The fat content of soybean is 15%~20%, mainly unsaturated fatty acids, of which the essential fatty acid linoleic acid accounts for half, and the digestibility is high. The amino acid ratio of protein in soybeans is similar to that of meat, and if it is used to replace part of red meat, it can reduce the intake of saturated fatty acids while providing high-quality protein, reduce the adverse effects of excessive meat consumption, and be more beneficial to cardiovascular health. Soybeans are also rich in dietary fiber, B vitamins, vitamin E, a variety of minerals and other nutrients.

It is particularly worth mentioning that soybeans are rich in a variety of phytochemicals that are beneficial to health, such as soy isoflavones, plant sterols, oligosaccharides, etc. These phytochemicals can improve immunity, lower blood lipids, lower blood pressure, and also have a positive effect on preventing osteoporosis and improving menopausal symptoms in women. Among them, soy isoflavones are known as phytoestrogens. Unlike estrogen in the human body, this phytoestrogen can balance hormones in the body and reduce the risk of breast cancer in perimenopausal women.

2

How to eat more soybeans

The "Dietary Guidelines for Chinese Residents (2022)" recommends that each person consume 105~175 grams of soybeans per week, 15~25 grams per day. According to the results of the 2016-2017 nutrition and health survey of Chinese residents, the average daily intake of soybean and its products for children and adolescents aged 12~17 in mainland China was 11.0 grams per person, 9.7 grams for adults aged 18~59, and 9.9 grams for adults aged 60 and above, all of which did not meet the recommended amount.

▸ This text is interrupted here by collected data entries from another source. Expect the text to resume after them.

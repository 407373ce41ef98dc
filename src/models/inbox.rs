use serde::Serialize;

use super::export::PeerId;
use super::timestamp::Timestamp;

/// One row of the conversation list
#[derive(Debug, Clone, PartialEq, Eq, Serialize)]
pub struct InboxEntry {
    pub peer: PeerId,
    pub preview: String,
    pub last_timestamp: Timestamp,
    pub message_count: usize,
}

Eating more soy has many benefits

Soybeans can be made into a wide variety of soy products, such as soy milk, tofu, dried fragrant, thousand zhang, tofu brain, tofu skin, and so on. If converted according to protein content, 50 grams of soybeans is equivalent to 145 grams of northern tofu, 730 grams of soy milk, 110 grams of dried tofu, 350 grams of lactone tofu, and 80 grams of shredded tofu. Soy products are cooked in a variety of ways, so we can eat them in different ways in our daily lives to achieve the recommended daily amount. This not only tastes delicious, but also satisfies our nutritional needs.

3

Tips for eating soybeans

Eating more soy has many benefits

Uncooked soy milk contains saponins, trypsin inhibin and other harmful substances, which are easy to cause poisoning after drinking, so soy milk should be completely cooked before drinking. Although soybeans are very nutritious, because they contain more protein, insoluble dietary fiber and oligosaccharides, eating too much may cause flatulence and indigestion.

Beans are high-purine foods that should be consumed in moderation for gout sufferers.